*** Stored data Section Begins ***
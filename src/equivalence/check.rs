//! Primitive comparisons. A mismatch is an ordinary value, never an error.

use serde::Serialize;

/// Relative tolerance used by every numeric comparison (0.1%)
pub const DEFAULT_TOLERANCE: f64 = 0.001;

/// Outcome of one comparison
#[derive(Debug, Clone, PartialEq, Eq, Serialize)]
pub struct CheckResult {
    pub matched: bool,
    pub reason: String,
}

impl CheckResult {
    pub fn ok() -> Self {
        Self {
            matched: true,
            reason: "ok".to_string(),
        }
    }

    pub fn mismatch(reason: impl Into<String>) -> Self {
        Self {
            matched: false,
            reason: reason.into(),
        }
    }

    pub fn is_match(&self) -> bool {
        self.matched
    }

    /// Prefix the reason of a mismatch with where it happened
    pub fn context(self, prefix: impl std::fmt::Display) -> Self {
        if self.matched {
            self
        } else {
            Self::mismatch(format!("{}{}", prefix, self.reason))
        }
    }
}

/// Relative comparison against `a`: `|a - b| / |a| < tolerance`.
///
/// When `a` is zero, `b` must be exactly zero. The comparison is not
/// symmetric in `a` and `b`.
pub fn check_float_equal(label: &str, a: f64, b: f64, tolerance: f64) -> CheckResult {
    let matched = if a == 0.0 {
        b == 0.0
    } else {
        ((a - b) / a).abs() < tolerance
    };
    if matched {
        CheckResult::ok()
    } else {
        CheckResult::mismatch(format!(
            "{} {:.6} != {:.6} (tol % {:.6})",
            label, a, b, tolerance
        ))
    }
}

pub fn check_int_equal(label: &str, a: i64, b: i64) -> CheckResult {
    if a == b {
        CheckResult::ok()
    } else {
        CheckResult::mismatch(format!("{}: {}!={}", label, a, b))
    }
}

pub fn check_string_equal(label: &str, a: &str, b: &str) -> CheckResult {
    if a == b {
        CheckResult::ok()
    } else {
        CheckResult::mismatch(format!("{} : '{}' != '{}'", label, a, b))
    }
}

/// A deferred comparison; values missing on either side fail the check
#[derive(Debug, Clone, PartialEq)]
pub enum Check {
    Float {
        label: String,
        a: Option<f64>,
        b: Option<f64>,
        tolerance: f64,
    },
    Int {
        label: String,
        a: Option<i64>,
        b: Option<i64>,
    },
    Text {
        label: String,
        a: Option<String>,
        b: Option<String>,
    },
}

impl Check {
    /// Float check at [`DEFAULT_TOLERANCE`]
    pub fn float(label: impl Into<String>, a: Option<f64>, b: Option<f64>) -> Self {
        Check::Float {
            label: label.into(),
            a,
            b,
            tolerance: DEFAULT_TOLERANCE,
        }
    }

    pub fn int(label: impl Into<String>, a: Option<i64>, b: Option<i64>) -> Self {
        Check::Int {
            label: label.into(),
            a,
            b,
        }
    }

    /// Count comparison; lengths are always known
    pub fn count(label: impl Into<String>, a: usize, b: usize) -> Self {
        Check::int(label, Some(a as i64), Some(b as i64))
    }

    pub fn text(label: impl Into<String>, a: Option<&str>, b: Option<&str>) -> Self {
        Check::Text {
            label: label.into(),
            a: a.map(str::to_string),
            b: b.map(str::to_string),
        }
    }

    pub fn evaluate(&self) -> CheckResult {
        match self {
            Check::Float {
                label,
                a,
                b,
                tolerance,
            } => match (a, b) {
                (Some(a), Some(b)) => check_float_equal(label, *a, *b, *tolerance),
                _ => missing(label, a.is_none()),
            },
            Check::Int { label, a, b } => match (a, b) {
                (Some(a), Some(b)) => check_int_equal(label, *a, *b),
                _ => missing(label, a.is_none()),
            },
            Check::Text { label, a, b } => match (a, b) {
                (Some(a), Some(b)) => check_string_equal(label, a, b),
                _ => missing(label, a.is_none()),
            },
        }
    }
}

fn missing(label: &str, first: bool) -> CheckResult {
    let side = if first { "first" } else { "second" };
    CheckResult::mismatch(format!("{}: value missing on {} side", label, side))
}

/// Evaluate checks in order and stop at the first mismatch
pub fn check_multiple<I>(checks: I) -> CheckResult
where
    I: IntoIterator<Item = Check>,
{
    for check in checks {
        let result = check.evaluate();
        if !result.matched {
            log::trace!("check failed: {}", result.reason);
            return result;
        }
    }
    CheckResult::ok()
}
*** Stored data Section Ends ***
• Task statement
Which lines above contain the word "checks"? Copy all of them.

• Final answer
/// Evaluate checks in order and stop at the first mismatch
pub fn check_multiple<I>(checks: I) -> CheckResult
    for check in checks {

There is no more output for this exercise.